**What the exercise asks:** Give back an exact copy of the lines below, from the first through the line with "dependency injection in"; please stop there.

(Data extracted from a collection)
■ ■ ■ ■
//! Application framework based on [trellis_di] dependency injection.
//!
//! Traditional applications start in the `main()` function and often explicitly initialize and pass
//! around various domain/application services or other components. With dependency injection in
//! place, all application components can become decoupled elements forming a dependency graph
//! managed by a DI engine. This, in turn, requires an entrypoint for the application which
//! initializes DI and runs the actual business logic of the application. This crate provides such
//! entrypoint in the form of [Application](application::Application), which also configures
//! additional supporting infrastructure, e.g. logging and active profiles.

pub mod application;
pub mod config;
pub mod runner;
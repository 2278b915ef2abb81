use std::env;

#[tokio::main]
async fn main() {
    let raw_args: Vec<String> = env::args().collect();
    if raw_args.get(1).map(|s| s.as_str()) == Some("serve") {
        let port = raw_args
            .get(2)
            .and_then(|s| s.parse::<u16>().ok())
            .unwrap_or(8080);
        if let Err(e) = fincheck::api::run_http_server(port).await {
            eprintln!("Server error: {e}");
            std::process::exit(1);
        }
        return;
    }

    eprintln!("Usage: cargo run -- serve [port]");
    std::process::exit(1);
}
■ ■ ■ ■
**Written answer:**
//! Application framework based on [trellis_di] dependency injection.
//!
//! Traditional applications start in the `main()` function and often explicitly initialize and pass
//! around various domain/application services or other components. With dependency injection in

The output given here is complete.